- Knyazhevsko Knyazhevsko on the map of Bulgaria
- Coordinates: 42°13′00″N 25°47′00″E﻿ / ﻿42.216667°N 25.783333°E
- Country: Bulgaria
- Province: Stara Zagora Province
- Municipality: Opan Municipality

Area
- • Land: 15,496 km^{2} (5,983 sq mi)
- Elevation: 199 m (653 ft)

Population
- • Total: 128
- • Density: 826/km^{2} (2,140/sq mi)

= Knyazhevsko =

Knyazhevsko is a village in Southern Bulgaria, located in Stara Zagora Province, Opan Municipality. As of the June 2020 Bulgarian Census, Knyazhevsko has a population count of 128 inhabitants.

== Geography ==
The village is located 14 kilometers away from Galabovo and 28 kilometers away from the regional center Stara Zagora.

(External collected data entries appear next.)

//! Observer trait for run events.
//!
//! Inject an `Arc<dyn PipelineObserver>` via
//! [`crate::config::ExtractionConfigBuilder::observer`] to watch a run:
//! progress bars, metrics, or persisting artifacts. Observers only watch;
//! nothing they do can change or fail the run.
//!
//! # Example
//!
//! ```rust
//! use submittal_extract::{ChunkResult, ExtractionConfig, PipelineObserver};
//! use std::sync::{Arc, atomic::{AtomicUsize, Ordering}};
//!
//! struct Counter(AtomicUsize);
//!
//! impl PipelineObserver for Counter {
//!     fn on_chunk_complete(&self, result: &ChunkResult, total: usize) {
//!         let done = self.0.fetch_add(1, Ordering::SeqCst) + 1;
//!         eprintln!("chunk {} done ({done}/{total})", result.chunk_index);
//!     }
//! }
//!
//! let config = ExtractionConfig::builder()
//!     .observer(Arc::new(Counter(AtomicUsize::new(0))))
//!     .build()
//!     .unwrap();
//! ```

use crate::output::{ChunkResult, MergedResult};
use crate::pipeline::plan::{ChunkPlan, ChunkSpec};
use crate::pipeline::split::Chunk;
use std::path::{Path, PathBuf};
use std::sync::Arc;
use tracing::{debug, warn};

/// Receives run events. All methods default to no-ops.
///
/// With `concurrency > 1` the chunk-level methods may be called from
/// several tasks at once.
pub trait PipelineObserver: Send + Sync {
    /// Once, after planning.
    fn on_run_start(&self, plan: &ChunkPlan) {
        let _ = plan;
    }

    /// After the splitter produced a chunk. `file_name` follows the
    /// `{stem}_chunk_{NN}_pages_{start}-{end}` scheme.
    fn on_chunk_materialized(&self, chunk: &Chunk, file_name: &str) {
        let _ = (chunk, file_name);
    }

    /// Just before a chunk's first request.
    fn on_chunk_start(&self, spec: &ChunkSpec, total_chunks: usize) {
        let _ = (spec, total_chunks);
    }

    /// Every response body received, including ones that fail to parse.
    fn on_raw_response(&self, chunk_index: usize, attempt: u32, raw: &str) {
        let _ = (chunk_index, attempt, raw);
    }

    /// When a chunk has its final result, success or not.
    fn on_chunk_complete(&self, result: &ChunkResult, total_chunks: usize) {
        let _ = (result, total_chunks);
    }

    /// Once, with the merged result.
    fn on_run_complete(&self, result: &MergedResult) {
        let _ = result;
    }
}

/// Observer that ignores everything.
pub struct NoopObserver;

impl PipelineObserver for NoopObserver {}

/// Forwards each event to every inner observer in order.
#[derive(Default)]
pub struct Fanout {
    observers: Vec<Arc<dyn PipelineObserver>>,
}

impl Fanout {
    pub fn new() -> Self {
        Self::default()
    }

    pub fn push(&mut self, observer: Arc<dyn PipelineObserver>) {
        self.observers.push(observer);
    }

    pub fn is_empty(&self) -> bool {
        self.observers.is_empty()
    }
}

impl PipelineObserver for Fanout {
    fn on_run_start(&self, plan: &ChunkPlan) {
        self.observers.iter().for_each(|o| o.on_run_start(plan));
    }

    fn on_chunk_materialized(&self, chunk: &Chunk, file_name: &str) {
        self.observers
            .iter()
            .for_each(|o| o.on_chunk_materialized(chunk, file_name));
    }

    fn on_chunk_start(&self, spec: &ChunkSpec, total_chunks: usize) {
        self.observers
            .iter()
            .for_each(|o| o.on_chunk_start(spec, total_chunks));
    }

    fn on_raw_response(&self, chunk_index: usize, attempt: u32, raw: &str) {
        self.observers
            .iter()
            .for_each(|o| o.on_raw_response(chunk_index, attempt, raw));
    }

    fn on_chunk_complete(&self, result: &ChunkResult, total_chunks: usize) {
        self.observers
            .iter()
            .for_each(|o| o.on_chunk_complete(result, total_chunks));
    }

    fn on_run_complete(&self, result: &MergedResult) {
        self.observers.iter().for_each(|o| o.on_run_complete(result));
    }
}

/// Persists raw responses and chunk sub-documents under a directory.
///
/// Writes are best-effort: a failure is logged and the run goes on.
#[derive(Debug, Clone)]
pub struct DebugArtifactWriter {
    dir: PathBuf,
}

impl DebugArtifactWriter {
    pub fn new(dir: impl Into<PathBuf>) -> Self {
        Self { dir: dir.into() }
    }

    pub fn dir(&self) -> &Path {
        &self.dir
    }

    /// `raw_response_chunk_{NN}_attempt_{A}.json`
    pub fn raw_response_file_name(chunk_index: usize, attempt: u32) -> String {
        format!("raw_response_chunk_{:02}_attempt_{}.json", chunk_index, attempt)
    }

    fn write(&self, file_name: &str, bytes: &[u8]) {
        let path = self.dir.join(file_name);
        let result = std::fs::create_dir_all(&self.dir).and_then(|_| std::fs::write(&path, bytes));
        match result {
            Ok(()) => debug!("Wrote debug artifact {}", path.display()),
            Err(e) => warn!("Could not write debug artifact {}: {}", path.display(), e),
        }
    }
}

impl PipelineObserver for DebugArtifactWriter {
    fn on_chunk_materialized(&self, chunk: &Chunk, file_name: &str) {
        self.write(file_name, chunk.as_bytes());
    }

    fn on_raw_response(&self, chunk_index: usize, attempt: u32, raw: &str) {
        self.write(&Self::raw_response_file_name(chunk_index, attempt), raw.as_bytes());
    }
}

#[cfg(test)]
mod tests {
    use super::*;
    use crate::pipeline::split::ChunkContent;
    use std::sync::atomic::{AtomicUsize, Ordering};

    struct Tracking {
        raw: AtomicUsize,
    }

    impl PipelineObserver for Tracking {
        fn on_raw_response(&self, _chunk_index: usize, _attempt: u32, _raw: &str) {
            self.raw.fetch_add(1, Ordering::SeqCst);
        }
    }

    #[test]
    fn noop_observer_compiles_and_runs() {
        let o = NoopObserver;
        o.on_raw_response(1, 1, "{}");
    }

    #[test]
    fn fanout_reaches_every_observer() {
        let a = Arc::new(Tracking { raw: AtomicUsize::new(0) });
        let b = Arc::new(Tracking { raw: AtomicUsize::new(0) });
        let mut fan = Fanout::new();
        fan.push(a.clone());
        fan.push(b.clone());
        fan.on_raw_response(2, 1, "{}");
        assert_eq!(a.raw.load(Ordering::SeqCst), 1);
        assert_eq!(b.raw.load(Ordering::SeqCst), 1);
    }

    #[test]
    fn debug_writer_persists_artifacts() {
        let dir = tempfile::tempdir().unwrap();
        let writer = DebugArtifactWriter::new(dir.path().join("debug"));
        writer.on_raw_response(3, 2, "{\"bullets\": []}");
        let chunk = Chunk {
            spec: ChunkSpec {
                index: 3,
                start_page: 5,
                end_page: 6,
                estimated_tokens: 1060,
            },
            content: ChunkContent::Text("a\u{000C}b".into()),
        };
        writer.on_chunk_materialized(&chunk, "spec_chunk_03_pages_5-6.txt");

        let raw = std::fs::read_to_string(dir.path().join("debug/raw_response_chunk_03_attempt_2.json")).unwrap();
        assert_eq!(raw, "{\"bullets\": []}");
        assert!(dir.path().join("debug/spec_chunk_03_pages_5-6.txt").exists());
    }

    #[test]
    fn debug_writer_failure_is_swallowed() {
        let file = tempfile::NamedTempFile::new().unwrap();
        // A file where a directory is expected.
        let writer = DebugArtifactWriter::new(file.path().join("sub"));
        writer.on_raw_response(1, 1, "x");
    }
}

The village is at elevation between 100 and 199 meters above sea level.

== History and culture ==
The former names of the village used to be "Pishmana", "Tsaritsa Yoana", and "Razkayanie". It bears its current name Knyazhevsko since 1980. It was named after Zahari Knyazhevski.

The Agriculture in Knyazhevsko is well developed. People mainly grow fodder crops – barley, wheat, corn; oilseeds – sunflower, rapeseed; vegetable and fruit trees.

Sheep and goats are also raised in herds and cows can be found in nearby farms. The village is like most Bulgarian villages, which have more elderly people left. Younger folk often return to their homes for the weekends.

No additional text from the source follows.